Objective & Benefits:

The main objective of harmonizing chart of accounts is to speed-up the consolidation, closing and reporting cycles by reducing the amount of manual work involved. Other benefits include greater transparency and limiting the chance of fraud and errors that are the inevitable by-product of any manual system.

As the basic requirement for all statutory and internal reporting of information stored in the accounting ledgers, key drivers for standardizing the chart of accounts include:

1. Multiple lines of business/geographical operations—consolidation of different G/Ls and ERP systems for comparison reports and group level summaries

2. Organisation reschuffling—efficient chart of accounts management through mergers & acquisitions, restructuring, reorganization, and even new regulatory legislation or management reporting requirements

3. Business Performance initiatives—effective synchronization of chart of accounts reporting with BPM’s key performance indicators and metrics

Hence, taking a MDM approach to standardizing the chart of accounts empowers finance with a best-practice business management process to centralize and directly manage the structure of this crucial corporate data.
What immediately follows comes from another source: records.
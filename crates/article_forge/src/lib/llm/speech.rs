use std::future::Future;

use futures::stream::BoxStream;

use crate::error::GatewayError;

/// Synthesized audio, delivered as the provider produces it.
pub type AudioStream = BoxStream<'static, Result<Vec<u8>, GatewayError>>;

/// One inbound audio buffer, numbered in the order it was received.
#[derive(Debug, Clone, PartialEq, Eq)]
pub struct AudioChunk {
    pub index: u64,
    pub data: Vec<u8>,
}

/// Speech-to-text and text-to-speech capabilities of the speech provider.
pub trait SpeechBridge {
    fn transcribe(
        &self,
        chunk: &AudioChunk,
    ) -> impl Future<Output = Result<String, GatewayError>> + Send;

    /// Opens a synthesis stream; failures after the stream is open are
    /// reported through its items.
    fn synthesize(
        &self,
        text: &str,
    ) -> impl Future<Output = Result<AudioStream, GatewayError>> + Send;
}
The promise of MDM is that by creating a software-defined abstraction level, top-down decisions about the “virtual” chart of accounts can be effected without having to change underlying systems. Moreover, having an abstraction level should enable companies to have parallel rather than sequential or iterative consolidation paths for statutory, management and tax accounting. This would produce a faster, cleaner financial reporting process, simplify and accelerate management reporting, and allow companies to centralize control over financial and managerial reporting if they prefer and manage tax implications far earlier in the closing cycle than is possible today.

Using master data management eliminates the often time-consuming activity related to mapping because it allows reporting directly from local systems. As a result, the management accounting cycle can be cut, often by days. Using MDM to resolve the chart of accounts also can improve data quality. Since it automates the data classification, it enforces consistency in the way data is aggregated so subsequent analysis will be more consistent, too. Reducing the ability to manipulate the system, via efficient data governance can enhance accountability. In addition, enforcing consistency in how data is treated can expose overlooked but persistent gaps in communications between regions, business units and headquarters, an issue all global companies face.
Part1:Chart of accounts hierarchy maintenance in SAP MDM 5.5 SP05

1.1 Lets start by trying to upload a chart of accounts into SAP MDM. The source data is downloaded from SAP R/3 into an excel sheet.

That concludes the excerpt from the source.